--- What the task requires ---
Output the opening lines of the records exactly. End with the line that contains "exactly one trailing".

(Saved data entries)

//! Path conventions shared by every stage of the generator
//!
//! All cross-database reasoning happens over forward-slash,
//! root-relative paths. This module owns the conventions: separators
//! normalize to `/`, configured prefixes carry exactly one trailing
//! `/`, and resolution is purely lexical. No filesystem access, no
//! symlink traversal, and the target file never has to exist.

use std::path::{Component, Path, PathBuf};

use crate::{ClangdGenError, Result};

/// Normalize a configured path prefix for stable comparison.
///
/// Separators become `/`, leading slashes are stripped, and non-empty
/// prefixes end with exactly one `/` so that `a/b` and `a/b/` compare
/// as the same prefix.
pub fn normalize_prefix(prefix: &str) -> String {
    let replaced = prefix.replace('\\', "/");
    let trimmed = replaced.trim_start_matches('/');
    if trimmed.is_empty() {
        String::new()
    } else if trimmed.ends_with('/') {
        trimmed.to_string()
    } else {
        format!("{}/", trimmed)
    }
}

/// Check whether `rel_path` equals or falls under any of the prefixes.
///
/// Prefixes must already be normalized via [`normalize_prefix`]. The
/// bare directory (`a/b`) and its subtree (`a/b/...`) are both
/// considered excluded by the prefix `a/b/`.
pub fn is_excluded(rel_path: &str, prefixes: &[String]) -> bool {
    let rel = rel_path.replace('\\', "/");
    prefixes
        .iter()
        .filter(|prefix| !prefix.is_empty())
        .any(|prefix| {
            let without_slash = &prefix[..prefix.len() - 1];
            rel == without_slash || rel.starts_with(prefix.as_str())
        })
}

/// Lexically normalize a path: resolve `.` and `..` components without
/// touching the filesystem.
///
/// `..` pops the previous segment where one exists; at an absolute
/// root it is dropped. Leading `..` on a relative path is preserved.
pub fn lexical_normalize(path: &Path) -> PathBuf {
    let mut out = PathBuf::new();
    for component in path.components() {
        match component {
            Component::CurDir => {}
            Component::ParentDir => match out.components().next_back() {
                Some(Component::Normal(_)) => {
                    out.pop();
                }
                Some(Component::RootDir) | Some(Component::Prefix(_)) => {}
                _ => out.push(".."),
            },
            other => out.push(other.as_os_str()),
        }
    }
    out
}

/// Render `path` relative to `root` with forward slashes, or `None`
/// when it does not fall under `root` (including `path == root`).
pub fn relative_to_root(path: &Path, root: &Path) -> Option<String> {
    let rel = path.strip_prefix(root).ok()?;
    let mut segments = Vec::new();
    for component in rel.components() {
        match component {
            Component::Normal(segment) => {
                segments.push(segment.to_string_lossy().into_owned());
            }
            Component::CurDir => {}
            _ => return None,
        }
    }
    if segments.is_empty() {
        None
    } else {
        Some(segments.join("/"))
    }
}

/// Resolve the repository root from `Option<PathBuf>`, defaulting to
/// the current working directory.
pub fn resolve_root(root: Option<&PathBuf>) -> Result<PathBuf> {
    let resolved = match root {
        Some(p) if p.is_absolute() => p.clone(),
        Some(p) => current_dir()?.join(p),
        None => current_dir()?,
    };
    ensure_directory(&resolved)?;
    Ok(lexical_normalize(&resolved))
}

fn current_dir() -> Result<PathBuf> {
    std::env::current_dir().map_err(|e| ClangdGenError::DirectoryNotFound {
        path: format!("current directory: {}", e),
    })
}

/// Check that a path exists and is a directory.
pub fn ensure_directory(path: &Path) -> Result<&Path> {
    if !path.exists() {
        return Err(ClangdGenError::DirectoryNotFound {
            path: path.display().to_string(),
        });
    }
    if !path.is_dir() {
        return Err(ClangdGenError::DirectoryNotFound {
            path: format!("{} is not a directory", path.display()),
        });
    }
    Ok(path)
}

#[cfg(test)]
mod tests {
    use super::*;

    #[test]
    fn test_normalize_prefix_adds_trailing_slash() {
        assert_eq!(normalize_prefix("a/b"), "a/b/");
        assert_eq!(normalize_prefix("a/b/"), "a/b/");
    }

    #[test]
    fn test_normalize_prefix_strips_leading_and_backslashes() {
        assert_eq!(normalize_prefix("/source/foo"), "source/foo/");
        assert_eq!(normalize_prefix(r"source\foo"), "source/foo/");
    }

    #[test]
    fn test_normalize_prefix_empty() {
        assert_eq!(normalize_prefix(""), "");
        assert_eq!(normalize_prefix("/"), "");
    }

    #[test]
    fn test_is_excluded_exact_and_subtree() {
        let prefixes = vec!["source/generated/".to_string()];
        assert!(is_excluded("source/generated", &prefixes));
        assert!(is_excluded("source/generated/a.c", &prefixes));
        assert!(!is_excluded("source/generated2/a.c", &prefixes));
        assert!(!is_excluded("source/other/a.c", &prefixes));
    }

    #[test]
    fn test_is_excluded_empty_prefix_matches_nothing() {
        let prefixes = vec![String::new()];
        assert!(!is_excluded("source/a.c", &prefixes));
    }

    #[test]
    fn test_lexical_normalize_dots() {
        assert_eq!(
            lexical_normalize(Path::new("/repo/build/../source/./a.c")),
            PathBuf::from("/repo/source/a.c")
        );
    }

    #[test]
    fn test_lexical_normalize_dotdot_at_root_stays_at_root() {
        assert_eq!(
            lexical_normalize(Path::new("/repo/../../a.c")),
            PathBuf::from("/a.c")
        );
    }

    #[test]
    fn test_lexical_normalize_preserves_leading_dotdot() {
        assert_eq!(
            lexical_normalize(Path::new("../a/b.c")),
            PathBuf::from("../a/b.c")
        );
    }

    #[test]
    fn test_relative_to_root_inside() {
        assert_eq!(
            relative_to_root(Path::new("/repo/source/a.c"), Path::new("/repo")),
            Some("source/a.c".to_string())
        );
    }

    #[test]
    fn test_relative_to_root_outside() {
        assert_eq!(
            relative_to_root(Path::new("/other/a.c"), Path::new("/repo")),
            None
        );
    }

    #[test]
    fn test_relative_to_root_root_itself() {
        assert_eq!(
            relative_to_root(Path::new("/repo"), Path::new("/repo")),
            None
        );
    }
}
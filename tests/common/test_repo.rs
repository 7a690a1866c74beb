//! TestRepo builder for integration testing
//!
//! Tests build temporary repositories with specific database layouts
//! instead of checked-in fixture trees. Claimed source files never
//! have to exist on disk: entry resolution is lexical.

use std::fs;
use std::path::Path;

use tempfile::TempDir;

/// Builder for creating test repository structures
pub struct TestRepo {
    dir: TempDir,
}

impl TestRepo {
    /// Create a new empty test repository
    pub fn new() -> Self {
        Self {
            dir: TempDir::new().expect("Failed to create temp dir"),
        }
    }

    /// Get the path to the test repository root
    pub fn path(&self) -> &Path {
        self.dir.path()
    }

    /// Add a file with the given content
    pub fn add_file(&self, relative_path: &str, content: &str) -> &Self {
        let full_path = self.dir.path().join(relative_path);
        if let Some(parent) = full_path.parent() {
            fs::create_dir_all(parent).expect("Failed to create parent dirs");
        }
        fs::write(&full_path, content).expect("Failed to write file");
        self
    }

    /// Add a compile_commands.json under `rel_dir` claiming the given
    /// root-relative files.
    pub fn add_database(&self, rel_dir: &str, files: &[&str]) -> &Self {
        let entries: Vec<serde_json::Value> = files
            .iter()
            .map(|file| {
                serde_json::json!({
                    "directory": self.path().display().to_string(),
                    "file": file,
                    "command": format!("cc -c {}", file),
                })
            })
            .collect();
        let json = serde_json::to_string_pretty(&entries).expect("Failed to encode database");
        self.add_file(&format!("{}/compile_commands.json", rel_dir), &json)
    }

    /// Add a raw (possibly malformed) compile_commands.json under
    /// `rel_dir`.
    pub fn add_raw_database(&self, rel_dir: &str, content: &str) -> &Self {
        self.add_file(&format!("{}/compile_commands.json", rel_dir), content)
    }

    /// Add a `.devenv/config.toml` with the given content
    pub fn add_config(&self, content: &str) -> &Self {
        self.add_file(".devenv/config.toml", content)
    }
}

impl Default for TestRepo {
    fn default() -> Self {
        Self::new()
    }
}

--- Task solution ---
//! Path conventions shared by every stage of the generator
//!
//! All cross-database reasoning happens over forward-slash,
//! root-relative paths. This module owns the conventions: separators
//! normalize to `/`, configured prefixes carry exactly one trailing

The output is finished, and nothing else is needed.